それって、いくつかの会社がMITのソフトウェアのフォークを自分たちで維持して、バグ修正や機能追加をしてるけど、戻さないっていう前提に立ってるよね。正直、信じがたいな。

これらの「セキュリティバグ」の多くは、そもそも「セキュリティバグ」じゃないんだよね。サービス拒否攻撃が人の銀行口座を空にしたり、ヌードの自撮りがネットに広がったりするわけじゃない。例えば、[1]や[2]みたいな「特定のコンテンツでパニックが起きる」ってのが今や「セキュリティバグ」扱い。そういう基準なら、潜在的なパニックを修正するものは全部「セキュリティバグ」になっちゃう。俺はその基準で言ったら、キャリアの中で何百、いや何千もの「セキュリティバグ」を修正してきたと思う。ほとんど「セキュリティバグ」としては成立しないのに、「6.2 中程度」や「7.5 高」と評価されてる。さらに言えば、無数の「高危険度」の「正規表現によるDoS」とか、そんなのもあるし。最悪なのは、これが実際の高危険度の問題を見つけるのをめちゃくちゃ難しくしてること。これは無害なスパムじゃないからね。[1]: https://github.com/gomarkdown/markdown/security/advisories/G... [2]: https://rustsec.org/advisories/RUSTSEC-2024-0373.html

これらの「セキュリティバグ」の多くは、そもそも「セキュリティバグ」じゃないんだよね。サービス拒否攻撃が人の銀行口座を空にしたり、ヌードの自撮りがネットに広がったりするわけじゃない。それは全然違う。可用性も重要なんだ。誰も銀行口座を使えなかったら、銀行に意味なんてないよ。

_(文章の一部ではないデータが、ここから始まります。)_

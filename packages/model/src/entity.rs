//! Entity identity and the closed set of editable entity kinds.

use serde::{de::DeserializeOwned, Deserialize, Serialize};
use serde_json::Value;
use thiserror::Error;

use crate::{Page, PageVersion, Theme, Widget};

/// Shallow-mergeable field payload (`updates` in the operation vocabulary).
pub type JsonMap = serde_json::Map<String, Value>;

/// Stable key for an editable entity.
///
/// Entities created locally carry a `local-{n}` id until the first
/// successful save re-keys them to the server-issued id.
#[derive(Debug, Clone, PartialEq, Eq, Hash, PartialOrd, Ord, Serialize, Deserialize)]
#[serde(transparent)]
pub struct EntityId(String);

impl EntityId {
    pub fn new(id: impl Into<String>) -> Self {
        Self(id.into())
    }

    /// Locally-generated temporary id for a not-yet-persisted entity.
    pub fn local(n: u64) -> Self {
        Self(format!("local-{n}"))
    }

    /// True while the entity has never been persisted.
    pub fn is_local(&self) -> bool {
        self.0.starts_with("local-")
    }

    pub fn as_str(&self) -> &str {
        &self.0
    }
}

impl From<&str> for EntityId {
    fn from(id: &str) -> Self {
        Self(id.to_string())
    }
}

impl std::fmt::Display for EntityId {
    fn fmt(&self, f: &mut std::fmt::Formatter<'_>) -> std::fmt::Result {
        f.write_str(&self.0)
    }
}

/// The closed set of editable entity kinds.
#[derive(
    Debug, Clone, Copy, PartialEq, Eq, Hash, PartialOrd, Ord, Serialize, Deserialize,
)]
#[serde(rename_all = "snake_case")]
pub enum EntityKind {
    Page,
    Version,
    Theme,
    Widget,
}

impl EntityKind {
    pub const ALL: [EntityKind; 4] = [
        EntityKind::Page,
        EntityKind::Version,
        EntityKind::Theme,
        EntityKind::Widget,
    ];

    pub fn as_str(self) -> &'static str {
        match self {
            EntityKind::Page => "page",
            EntityKind::Version => "version",
            EntityKind::Theme => "theme",
            EntityKind::Widget => "widget",
        }
    }
}

impl std::fmt::Display for EntityKind {
    fn fmt(&self, f: &mut std::fmt::Formatter<'_>) -> std::fmt::Result {
        f.write_str(self.as_str())
    }
}

/// An addressable editable record.
#[derive(Debug, Clone, PartialEq, Serialize, Deserialize)]
#[serde(tag = "kind", rename_all = "snake_case")]
pub enum Entity {
    Page(Page),
    Version(PageVersion),
    Theme(Theme),
    Widget(Widget),
}

impl Entity {
    pub fn kind(&self) -> EntityKind {
        match self {
            Entity::Page(_) => EntityKind::Page,
            Entity::Version(_) => EntityKind::Version,
            Entity::Theme(_) => EntityKind::Theme,
            Entity::Widget(_) => EntityKind::Widget,
        }
    }

    pub fn id(&self) -> &EntityId {
        match self {
            Entity::Page(page) => &page.id,
            Entity::Version(version) => &version.id,
            Entity::Theme(theme) => &theme.id,
            Entity::Widget(widget) => &widget.id,
        }
    }

    /// Re-key the entity (temporary id → server-issued id after first save).
    pub fn set_id(&mut self, id: EntityId) {
        match self {
            Entity::Page(page) => page.id = id,
            Entity::Version(version) => version.id = id,
            Entity::Theme(theme) => theme.id = id,
            Entity::Widget(widget) => widget.id = id,
        }
    }

    /// Shallow-merge `updates` into the record's top-level fields.
    ///
    /// Unknown field names and server-owned fields are rejected; on error
    /// the record is left untouched.
    pub fn merge_fields(&mut self, updates: &JsonMap) -> Result<(), MergeError> {
        match self {
            Entity::Page(page) => page.merge_fields(updates),
            Entity::Version(version) => version.merge_fields(updates),
            Entity::Theme(theme) => theme.merge_fields(updates),
            Entity::Widget(widget) => widget.merge_fields(updates),
        }
    }

    pub fn as_page(&self) -> Option<&Page> {
        match self {
            Entity::Page(page) => Some(page),
            _ => None,
        }
    }

    pub fn as_version(&self) -> Option<&PageVersion> {
        match self {
            Entity::Version(version) => Some(version),
            _ => None,
        }
    }

    pub fn as_theme(&self) -> Option<&Theme> {
        match self {
            Entity::Theme(theme) => Some(theme),
            _ => None,
        }
    }

    pub fn as_widget(&self) -> Option<&Widget> {
        match self {
            Entity::Widget(widget) => Some(widget),
            _ => None,
        }
    }

    pub fn as_version_mut(&mut self) -> Option<&mut PageVersion> {
        match self {
            Entity::Version(version) => Some(version),
            _ => None,
        }
    }

    pub fn as_theme_mut(&mut self) -> Option<&mut Theme> {
        match self {
            Entity::Theme(theme) => Some(theme),
            _ => None,
        }
    }
}

#[derive(Error, Debug, Clone, PartialEq)]
pub enum MergeError {
    #[error("unknown field: {0}")]
    UnknownField(String),

    #[error("field is not editable: {0}")]
    ImmutableField(String),

    #[error("invalid value for field merge: {0}")]
    InvalidValue(String),
}

/// Shallow-merge a JSON object into a record's top-level fields.
///
/// The record is serialized, patched, and deserialized back, so a failing
/// merge never leaves it half-updated. `immutable` names the fields the
/// record owner refuses local writes for (ids, server-computed fields).
pub(crate) fn merge_record<T>(
    record: &mut T,
    updates: &JsonMap,
    immutable: &[&str],
) -> Result<(), MergeError>
where
    T: Serialize + DeserializeOwned,
{
    let mut value = serde_json::to_value(&*record)
        .map_err(|e| MergeError::InvalidValue(e.to_string()))?;
    let fields = value
        .as_object_mut()
        .ok_or_else(|| MergeError::InvalidValue("record is not an object".to_string()))?;

    for (name, update) in updates {
        if immutable.contains(&name.as_str()) {
            return Err(MergeError::ImmutableField(name.clone()));
        }
        if !fields.contains_key(name) {
            return Err(MergeError::UnknownField(name.clone()));
        }
        fields.insert(name.clone(), update.clone());
    }

    *record = serde_json::from_value(value)
        .map_err(|e| MergeError::InvalidValue(e.to_string()))?;
    Ok(())
}
//! Theme records and the sparse layout-property map.
//!
//! Layout customizations follow a three-level sparse-map policy:
//! `part → breakpoint → property`. Removing a value deletes its key, and
//! emptied maps collapse upward — an emptied breakpoint deletes the
//! breakpoint, an emptied part deletes the part, and a fully emptied map
//! leaves the theme with `layout_properties: None` so "no customization"
//! stays a single null check. An empty-string value is a real value: the
//! property exists and renders as an empty input.

use std::collections::BTreeMap;

use chrono::{DateTime, Utc};
use serde::{Deserialize, Serialize};

use crate::entity::{merge_record, EntityId, JsonMap, MergeError};

/// A site theme: typography, per-component style objects, and optional
/// layout-property customizations.
#[derive(Debug, Clone, PartialEq, Serialize, Deserialize)]
pub struct Theme {
    pub id: EntityId,
    pub name: String,
    #[serde(default)]
    pub typography: Typography,
    #[serde(default)]
    pub component_styles: BTreeMap<String, JsonMap>,
    #[serde(default, skip_serializing_if = "Option::is_none")]
    pub layout_properties: Option<LayoutProperties>,
    /// Derived CSS selector list. Recomputed on every structural mutation;
    /// never edited directly.
    #[serde(default)]
    pub selectors: Vec<String>,
    /// Server-side url of the uploaded logo image.
    #[serde(default)]
    pub logo_url: Option<String>,
    #[serde(default)]
    pub updated_at: Option<DateTime<Utc>>,
}

impl Theme {
    const IMMUTABLE: &'static [&'static str] = &["id", "selectors", "logo_url", "updated_at"];

    pub fn new(id: EntityId, name: impl Into<String>) -> Self {
        Self {
            id,
            name: name.into(),
            typography: Typography::default(),
            component_styles: BTreeMap::new(),
            layout_properties: None,
            selectors: Vec::new(),
            logo_url: None,
            updated_at: None,
        }
    }

    pub fn merge_fields(&mut self, updates: &JsonMap) -> Result<(), MergeError> {
        merge_record(self, updates, Self::IMMUTABLE)
    }

    /// Write one layout property, collapsing emptied maps afterward.
    pub fn set_layout_property(
        &mut self,
        part: &str,
        breakpoint: &str,
        property: &str,
        value: &LayoutValue,
    ) {
        let layout = self.layout_properties.get_or_insert_with(Default::default);
        layout.set(part, breakpoint, property, value);
        self.collapse_layout();
    }

    /// Drop a whole breakpoint map for a part.
    pub fn remove_layout_breakpoint(&mut self, part: &str, breakpoint: &str) {
        if let Some(layout) = &mut self.layout_properties {
            layout.remove_breakpoint(part, breakpoint);
        }
        self.collapse_layout();
    }

    /// Drop a whole part map.
    pub fn remove_layout_part(&mut self, part: &str) {
        if let Some(layout) = &mut self.layout_properties {
            layout.remove_part(part);
        }
        self.collapse_layout();
    }

    fn collapse_layout(&mut self) {
        if self
            .layout_properties
            .as_ref()
            .is_some_and(LayoutProperties::is_empty)
        {
            self.layout_properties = None;
        }
    }
}

/// Typography settings, organized as an ordered list of named groups
/// (e.g. "headings", "body") edited one group at a time.
#[derive(Debug, Clone, PartialEq, Default, Serialize, Deserialize)]
pub struct Typography {
    #[serde(default)]
    pub groups: Vec<TypographyGroup>,
}

#[derive(Debug, Clone, PartialEq, Serialize, Deserialize)]
pub struct TypographyGroup {
    pub name: String,
    #[serde(default)]
    pub font_family: String,
    #[serde(default)]
    pub base_size: Option<String>,
    #[serde(default)]
    pub weight: Option<String>,
    #[serde(default)]
    pub line_height: Option<String>,
}

impl TypographyGroup {
    pub fn new(name: impl Into<String>) -> Self {
        Self {
            name: name.into(),
            font_family: String::new(),
            base_size: None,
            weight: None,
            line_height: None,
        }
    }

    pub fn merge_fields(&mut self, updates: &JsonMap) -> Result<(), MergeError> {
        merge_record(self, updates, &[])
    }
}

/// Value of a layout-property write. `Remove` deletes the key; an empty
/// `Set("")` keeps it (field exists but is empty).
#[derive(Debug, Clone, PartialEq, Serialize, Deserialize)]
#[serde(rename_all = "snake_case")]
pub enum LayoutValue {
    Set(String),
    Remove,
}

/// Sparse `part → breakpoint → property` customization map.
///
/// Owners store it as `Option<LayoutProperties>` and collapse it to `None`
/// once empty; the map itself is never serialized empty.
#[derive(Debug, Clone, PartialEq, Default, Serialize, Deserialize)]
#[serde(transparent)]
pub struct LayoutProperties {
    parts: BTreeMap<String, BTreeMap<String, BTreeMap<String, String>>>,
}

impl LayoutProperties {
    pub fn get(&self, part: &str, breakpoint: &str, property: &str) -> Option<&str> {
        self.parts
            .get(part)?
            .get(breakpoint)?
            .get(property)
            .map(String::as_str)
    }

    pub fn iter(
        &self,
    ) -> impl Iterator<Item = (&String, &BTreeMap<String, BTreeMap<String, String>>)> {
        self.parts.iter()
    }

    pub fn is_empty(&self) -> bool {
        self.parts.is_empty()
    }

    /// Number of properties held under one breakpoint of one part.
    pub fn property_count(&self, part: &str, breakpoint: &str) -> usize {
        self.parts
            .get(part)
            .and_then(|breakpoints| breakpoints.get(breakpoint))
            .map_or(0, BTreeMap::len)
    }

    /// Number of properties held anywhere under one part.
    pub fn part_property_count(&self, part: &str) -> usize {
        self.parts
            .get(part)
            .map_or(0, |breakpoints| breakpoints.values().map(BTreeMap::len).sum())
    }

    fn set(&mut self, part: &str, breakpoint: &str, property: &str, value: &LayoutValue) {
        match value {
            LayoutValue::Set(v) => {
                self.parts
                    .entry(part.to_string())
                    .or_default()
                    .entry(breakpoint.to_string())
                    .or_default()
                    .insert(property.to_string(), v.clone());
            }
            LayoutValue::Remove => {
                if let Some(breakpoints) = self.parts.get_mut(part) {
                    if let Some(properties) = breakpoints.get_mut(breakpoint) {
                        properties.remove(property);
                        if properties.is_empty() {
                            breakpoints.remove(breakpoint);
                        }
                    }
                    if breakpoints.is_empty() {
                        self.parts.remove(part);
                    }
                }
            }
        }
    }

    fn remove_breakpoint(&mut self, part: &str, breakpoint: &str) {
        if let Some(breakpoints) = self.parts.get_mut(part) {
            breakpoints.remove(breakpoint);
            if breakpoints.is_empty() {
                self.parts.remove(part);
            }
        }
    }

    fn remove_part(&mut self, part: &str) {
        self.parts.remove(part);
    }
}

すべては「セキュリティバグ」になり得る、正しい(間違った?)文脈ではね。

サービス拒否は…システムがどう動くかに依存する。DoSは、システムがどうなるかに影響を与えるかもしれない。例えば、AVが新しいファイルをスキャンできなくなったり、スキャンを早めるためにレート制限システムが壊れたり、共有システムのリソースを全部自分のために使ったりすることがある。これは孤立したセキュリティの問題ではめったにないけど、ライブラリは孤立して使われることはない。

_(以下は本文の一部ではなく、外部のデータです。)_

impl<P: PersistenceBoundary> EditorSession<P> {
    /// Session over an empty store with the stock derived-view table.
    /// Entities arrive via [`EditorSession::seed`] or `CreateEntity`.
    pub fn new(boundary: P) -> Self {
        Self::with_derived(boundary, DerivedViewTable::standard())
    }

    /// Session with a caller-supplied derivation table.
    pub fn with_derived(boundary: P, derived: DerivedViewTable) -> Self {
        Self {
            store: EntityStore::new(),
            dirty: DirtyTracker::new(),
            subscriptions: SubscriptionRegistry::new(),
            derived,
            debouncer: FieldDebouncer::default(),
            boundary,
            pending_removals: HashMap::new(),
            next_token: 0,
            next_local_id: 0,
            closed: false,
        }
    }

    /// Load a page and one of its versions, then open a session over them.
    pub async fn open_page(
        boundary: P,
        page_id: &EntityId,
        version_id: &EntityId,
    ) -> Result<Self, EditorError> {
        let page = boundary.fetch(EntityKind::Page, page_id).await?;
        let version = boundary.fetch(EntityKind::Version, version_id).await?;

        let mut session = Self::new(boundary);
        session.seed(page);
        session.seed(version);
        info!(page = %page_id, version = %version_id, "page session opened");
        Ok(session)
    }

    /// Load a theme and open a session over it.
    pub async fn open_theme(boundary: P, theme_id: &EntityId) -> Result<Self, EditorError> {
        let theme = boundary.fetch(EntityKind::Theme, theme_id).await?;

        let mut session = Self::new(boundary);
        session.seed(theme);
        info!(theme = %theme_id, "theme session opened");
        Ok(session)
    }

    /// Seed an entity from an already-fetched document. Initial-load path:
    /// does not mark dirty and does not notify.
    pub fn seed(&mut self, mut entity: Entity) {
        self.derived.recompute(&mut entity);
        self.store.insert(entity);
    }

    pub fn store(&self) -> &EntityStore {
        &self.store
    }

    pub fn boundary(&self) -> &P {
        &self.boundary
    }

    pub fn is_dirty(&self, kind: EntityKind) -> bool {
        self.dirty.is_dirty(kind)
    }

    /// Global "has unsaved changes" flag.
    pub fn any_dirty(&self) -> bool {
        self.dirty.any_dirty()
    }

    /// Discard the dirty flag for one kind without saving (navigate-away).
    pub fn reset_dirty(&mut self, kind: EntityKind) {
        self.dirty.clear(kind);
    }

    pub fn is_closed(&self) -> bool {
        self.closed
    }

    /// Register a panel for change notifications.
    pub fn subscribe(
        &self,
        id: SubscriberId,
        callback: ChangeCallback,
    ) -> Result<SubscriptionHandle, EditorError> {
        self.ensure_open()?;
        Ok(self.subscriptions.register(id, callback))
    }

    /// Allocate a temporary id for a locally-created entity.
    pub fn allocate_local_id(&mut self) -> EntityId {
        let id = EntityId::local(self.next_local_id);
        self.next_local_id += 1;
        id
    }

    /// Apply one operation and return the updated entity.
    ///
    /// Side effects run in fixed order: store mutation, dirty mark, derived
    /// recompute, fan-out to every subscriber except `issued_by`. An
    /// operation against an id the store does not hold fails loudly.
    pub fn apply(
        &mut self,
        issued_by: &SubscriberId,
        operation: Operation,
    ) -> Result<Entity, EditorError> {
        self.ensure_open()?;
        let kind = operation.entity_kind();
        let id = operation.entity_id().clone();

        if let Operation::CreateEntity { entity } = &operation {
            if self.store.contains(kind, entity.id()) {
                return Err(OperationError::AlreadyExists(entity.id().clone()).into());
            }
            self.store.insert(entity.clone());
        }

        let entity = self
            .store
            .get_mut(kind, &id)
            .ok_or_else(|| EditorError::UnknownEntity {
                kind,
                id: id.clone(),
            })?;
        operation.apply_to(entity)?;
        self.derived.recompute(entity);
        let updated = entity.clone();

        self.dirty.mark(kind);
        debug!(kind = %kind, id = %id, issued_by = %issued_by, "operation applied");

        let changed = [kind];
        self.subscriptions.notify(
            issued_by,
            &ChangeNotification {
                changed: &changed,
                store: &self.store,
            },
        );
        Ok(updated)
    }

    /// Stage a debounced field edit. With `immediate` the idle window is
    /// bypassed and the operation dispatches synchronously (blur, "done").
    pub fn stage_field(
        &mut self,
        issued_by: &SubscriberId,
        key: FieldKey,
        operation: Operation,
        echo: Value,
        immediate: bool,
        now: Instant,
    ) -> Result<Option<Entity>, EditorError> {
        self.ensure_open()?;
        if immediate {
            // cancel any pending deadline for the key before dispatching
            self.debouncer.take(&key);
            return self.apply(issued_by, operation).map(Some);
        }
        self.debouncer.stage(issued_by, key, operation, echo, now);
        Ok(None)
    }

    /// Forced flush for one key: dispatch the staged edit immediately.
    pub fn flush_field(&mut self, key: &FieldKey) -> Result<Option<Entity>, EditorError> {
        self.ensure_open()?;
        match self.debouncer.take(key) {
            Some(edit) => self.apply(&edit.issued_by, edit.operation).map(Some),
            None => Ok(None),
        }
    }

    /// Dispatch every staged edit whose idle window elapsed by `now`.
    /// The host's event loop calls this with its clock.
    ///
    /// One failing edit (a stale reference, typically) does not stop the
    /// rest: every expired edit is dispatched and the first error is
    /// returned afterwards. Only explicit teardown discards staged input.
    pub fn flush_expired(&mut self, now: Instant) -> Result<usize, EditorError> {
        self.ensure_open()?;
        let mut issued = 0;
        let mut first_error = None;
        for edit in self.debouncer.take_expired(now) {
            match self.apply(&edit.issued_by, edit.operation) {
                Ok(_) => issued += 1,
                Err(error) => {
                    warn!(%error, "staged edit failed on flush");
                    first_error.get_or_insert(error);
                }
            }
        }
        match first_error {
            Some(error) => Err(error),
            None => Ok(issued),
        }
    }

    /// Local echo for an in-flight debounced edit of `key`.
    pub fn staged_value(&self, key: &FieldKey) -> Option<&Value> {
        self.debouncer.staged_value(key)
    }

    /// Drop a departing panel's staged edits without flushing them.
    pub fn cancel_panel(&mut self, subscriber: &SubscriberId) {
        self.debouncer.cancel_panel(subscriber);
    }

    /// First phase of a destructive removal: describe what would be
    /// destroyed and hand back a token for the caller's confirmation UI.
    pub fn request_removal(
        &mut self,
        issued_by: &SubscriberId,
        target: RemovalTarget,
    ) -> Result<RemovalTicket, EditorError> {
        self.ensure_open()?;
        let affected = self.count_affected(&target)?;
        let token = ConfirmationToken(self.next_token);
        self.next_token += 1;
        self.pending_removals.insert(
            token,
            PendingRemoval {
                issued_by: issued_by.clone(),
                target: target.clone(),
            },
        );
        Ok(RemovalTicket {
            token,
            target,
            affected,
        })
    }

    /// Decline a pending removal. Not an error; nothing happens.
    pub fn decline_removal(&mut self, token: ConfirmationToken) {
        self.pending_removals.remove(&token);
    }

    /// Second phase: the user confirmed, issue the removal.
    pub async fn confirm_removal(&mut self, token: ConfirmationToken) -> Result<(), EditorError> {
        self.ensure_open()?;
        let pending = self
            .pending_removals
            .remove(&token)
            .ok_or(EditorError::UnknownToken)?;

        match pending.target {
            RemovalTarget::LayoutBreakpoint {
                theme_id,
                part,
                breakpoint,
            } => {
                self.apply(
                    &pending.issued_by,
                    Operation::RemoveLayoutBreakpoint {
                        id: theme_id,
                        part,
                        breakpoint,
                    },
                )?;
            }
            RemovalTarget::LayoutPart { theme_id, part } => {
                self.apply(
                    &pending.issued_by,
                    Operation::RemoveLayoutPart { id: theme_id, part },
                )?;
            }
            RemovalTarget::Entity { kind, id } => {
                // Server delete first; a failure leaves the store copy and
                // the panels' references intact.
                self.boundary.delete(kind, &id).await?;
                self.store
                    .remove(kind, &id)
                    .ok_or_else(|| EditorError::UnknownEntity {
                        kind,
                        id: id.clone(),
                    })?;
                self.debouncer.cancel_entity(kind, &id);
                info!(kind = %kind, id = %id, "entity removed");

                let changed = [kind];
                self.subscriptions.notify(
                    &pending.issued_by,
                    &ChangeNotification {
                        changed: &changed,
                        store: &self.store,
                    },
                );
            }
        }
        Ok(())
    }

    /// Persist one entity: validation gate, boundary round-trip, store
    /// re-seed from the authoritative response.
    ///
    /// On failure the dirty flag and every in-memory edit stay untouched;
    /// the error is returned for user-facing reporting.
    pub async fn save(
        &mut self,
        issued_by: &SubscriberId,
        kind: EntityKind,
        id: &EntityId,
    ) -> Result<SaveOutcome, EditorError> {
        self.ensure_open()?;
        let entity = self
            .store
            .get(kind, id)
            .ok_or_else(|| EditorError::UnknownEntity {
                kind,
                id: id.clone(),
            })?
            .clone();

        let issues = validate(&entity);
        if !issues.is_empty() {
            warn!(kind = %kind, id = %id, issues = issues.len(), "save blocked by validation");
            return Err(EditorError::Validation(issues));
        }

        let authoritative = if id.is_local() {
            self.boundary.create(&entity).await?
        } else {
            self.boundary.update(id, &entity).await?
        };
        Ok(self.reseed_after_save(issued_by, kind, id, authoritative))
    }

    /// Persist a binary attachment (e.g. a theme logo) and re-seed from the
    /// returned entity.
    pub async fn save_image(
        &mut self,
        issued_by: &SubscriberId,
        kind: EntityKind,
        id: &EntityId,
        image: &[u8],
    ) -> Result<SaveOutcome, EditorError> {
        self.ensure_open()?;
        if !self.store.contains(kind, id) {
            return Err(EditorError::UnknownEntity {
                kind,
                id: id.clone(),
            });
        }
        let authoritative = self.boundary.update_image(kind, id, image).await?;
        Ok(self.reseed_after_save(issued_by, kind, id, authoritative))
    }

    /// End the editing session. Staged debounce edits are dropped, not
    /// flushed; an edit abandoned mid-debounce is lost. Every later call
    /// that would dispatch, save or subscribe fails with
    /// [`EditorError::SessionClosed`].
    pub fn close(&mut self) {
        self.debouncer.clear();
        self.subscriptions.clear();
        self.store.clear();
        self.dirty.reset();
        self.pending_removals.clear();
        self.closed = true;
        info!("session closed");
    }

    fn reseed_after_save(
        &mut self,
        issued_by: &SubscriberId,
        kind: EntityKind,
        saved_id: &EntityId,
        mut authoritative: Entity,
    ) -> SaveOutcome {
        let rekeyed_from = (authoritative.id() != saved_id).then(|| saved_id.clone());
        if rekeyed_from.is_some() {
            self.store.rekey(kind, saved_id, authoritative.id().clone());
            // edits staged against the temporary id can never dispatch
            self.debouncer.cancel_entity(kind, saved_id);
        }
        self.derived.recompute(&mut authoritative);
        self.store.insert(authoritative.clone());
        self.dirty.clear(kind);
        info!(
            kind = %kind,
            id = %authoritative.id(),
            rekeyed = rekeyed_from.is_some(),
            "entity saved"
        );

        let changed = [kind];
        self.subscriptions.notify(
            issued_by,
            &ChangeNotification {
                changed: &changed,
                store: &self.store,
            },
        );
        SaveOutcome {
            entity: authoritative,
            rekeyed_from,
        }
    }

    fn ensure_open(&self) -> Result<(), EditorError> {
        if self.closed {
            return Err(EditorError::SessionClosed);
        }
        Ok(())
    }

    fn count_affected(&self, target: &RemovalTarget) -> Result<usize, EditorError> {
        match target {
            RemovalTarget::LayoutBreakpoint {
                theme_id,
                part,
                breakpoint,
            } => {
                let theme = self.require_theme(theme_id)?;
                Ok(theme
                    .layout_properties
                    .as_ref()
                    .map_or(0, |layout| layout.property_count(part, breakpoint)))
            }
            RemovalTarget::LayoutPart { theme_id, part } => {
                let theme = self.require_theme(theme_id)?;
                Ok(theme
                    .layout_properties
                    .as_ref()
                    .map_or(0, |layout| layout.part_property_count(part)))
            }
            RemovalTarget::Entity { kind, id } => {
                if self.store.contains(*kind, id) {
                    Ok(1)
                } else {
                    Err(EditorError::UnknownEntity {
                        kind: *kind,
                        id: id.clone(),
                    })
                }
            }
        }
    }

    fn require_theme(&self, id: &EntityId) -> Result<&pagecraft_model::Theme, EditorError> {
        self.store
            .get(EntityKind::Theme, id)
            .and_then(Entity::as_theme)
            .ok_or_else(|| EditorError::UnknownEntity {
                kind: EntityKind::Theme,
                id: id.clone(),
            })
    }
}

完全な情報開示が「セキュリティ」バグを扱う唯一の公正で人道的な方法だよ。だって、あなたが指摘するように、どんなバグも誰かにとってはセキュリティバグだから。敵はどうせエンバゴリストに入ってくるしね。OpenBSD以外にも、原則を守って戦ってるメンテナーがいるのを見るのはいいことだね。

直接的に、または他のバグと組み合わせて使えるバグは、すべてセキュリティバグだよ。緊急電話に関連するシステムのサービス拒否は、人の命に関わることもあるからね。